Gather every line of the entries that includes the word "unwrap".

[Saved data entries]
---*---

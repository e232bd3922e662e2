//! Per-request deadline.
//!
//! # Data Flow
//! ```text
//! request → enforce_deadline
//!     → handler finishes in time: response passes through untouched
//!     → deadline elapses: handler future dropped, 503 tagged RequestTimedOut
//!         → instrumentation records the 503
//!         → net::connection turns the tag into a service error
//!         → hyper closes the connection without writing a response
//! ```
//!
//! # Design Decisions
//! - The handler is cancelled, not left running in the background
//! - The client never receives a status line; it sees the connection close

use std::time::Duration;

use axum::{
    extract::{Request, State},
    http::StatusCode,
    middleware::Next,
    response::{IntoResponse, Response},
};

/// Marks a response whose handler overran its deadline.
///
/// Travels as a response extension; the connection layer converts it into
/// this error so the connection is dropped.
#[derive(Debug, Clone, Copy, PartialEq, Eq, thiserror::Error)]
#[error("request exceeded its {0:?} deadline")]
pub struct RequestTimedOut(pub Duration);

impl From<std::convert::Infallible> for RequestTimedOut {
    fn from(never: std::convert::Infallible) -> Self {
        match never {}
    }
}

/// Axum middleware cancelling the handler once `timeout` elapses.
///
/// Install with `axum::middleware::from_fn_with_state(timeout, enforce_deadline)`.
pub async fn enforce_deadline(
    State(timeout): State<Duration>,
    request: Request,
    next: Next,
) -> Response {
    let path = request.uri().path().to_string();

    match tokio::time::timeout(timeout, next.run(request)).await {
        Ok(response) => response,
        Err(_) => {
            tracing::warn!(path = %path, timeout = ?timeout, "request timed out");
            let mut response = StatusCode::SERVICE_UNAVAILABLE.into_response();
            response.extensions_mut().insert(RequestTimedOut(timeout));
            response
        }
    }
}

/// The deadline error carried by `response`, if any.
pub fn timed_out(response: &Response) -> Option<RequestTimedOut> {
    response.extensions().get::<RequestTimedOut>().copied()
}

#[cfg(test)]
mod tests {
    use super::*;
    use axum::{body::Body, middleware::from_fn_with_state, routing::get, Router};
    use tower::ServiceExt;

    fn app(timeout: Duration) -> Router {
        Router::new()
            .route("/fast", get(|| async { "fast" }))
            .route(
                "/slow",
                get(|| async {
                    tokio::time::sleep(Duration::from_secs(2)).await;
                    "slow"
                }),
            )
            .layer(from_fn_with_state(timeout, enforce_deadline))
    }

    #[tokio::test]
    async fn fast_handler_is_untouched() {
        let response = app(Duration::from_millis(200))
            .oneshot(Request::get("/fast").body(Body::empty()).unwrap())
            .await
            .unwrap();

        assert_eq!(response.status(), StatusCode::OK);
        assert!(timed_out(&response).is_none());
    }

    #[tokio::test]
    async fn slow_handler_is_cancelled_and_tagged() {
        let started = std::time::Instant::now();
        let response = app(Duration::from_millis(200))
            .oneshot(Request::get("/slow").body(Body::empty()).unwrap())
            .await
            .unwrap();

        assert!(started.elapsed() < Duration::from_secs(1));
        assert_eq!(response.status(), StatusCode::SERVICE_UNAVAILABLE);
        assert_eq!(
            timed_out(&response),
            Some(RequestTimedOut(Duration::from_millis(200)))
        );
    }
}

---*---

▸ **Finished exercise**:
            .oneshot(Request::get("/fast").body(Body::empty()).unwrap())
            .unwrap();
            .oneshot(Request::get("/slow").body(Body::empty()).unwrap())
            .unwrap();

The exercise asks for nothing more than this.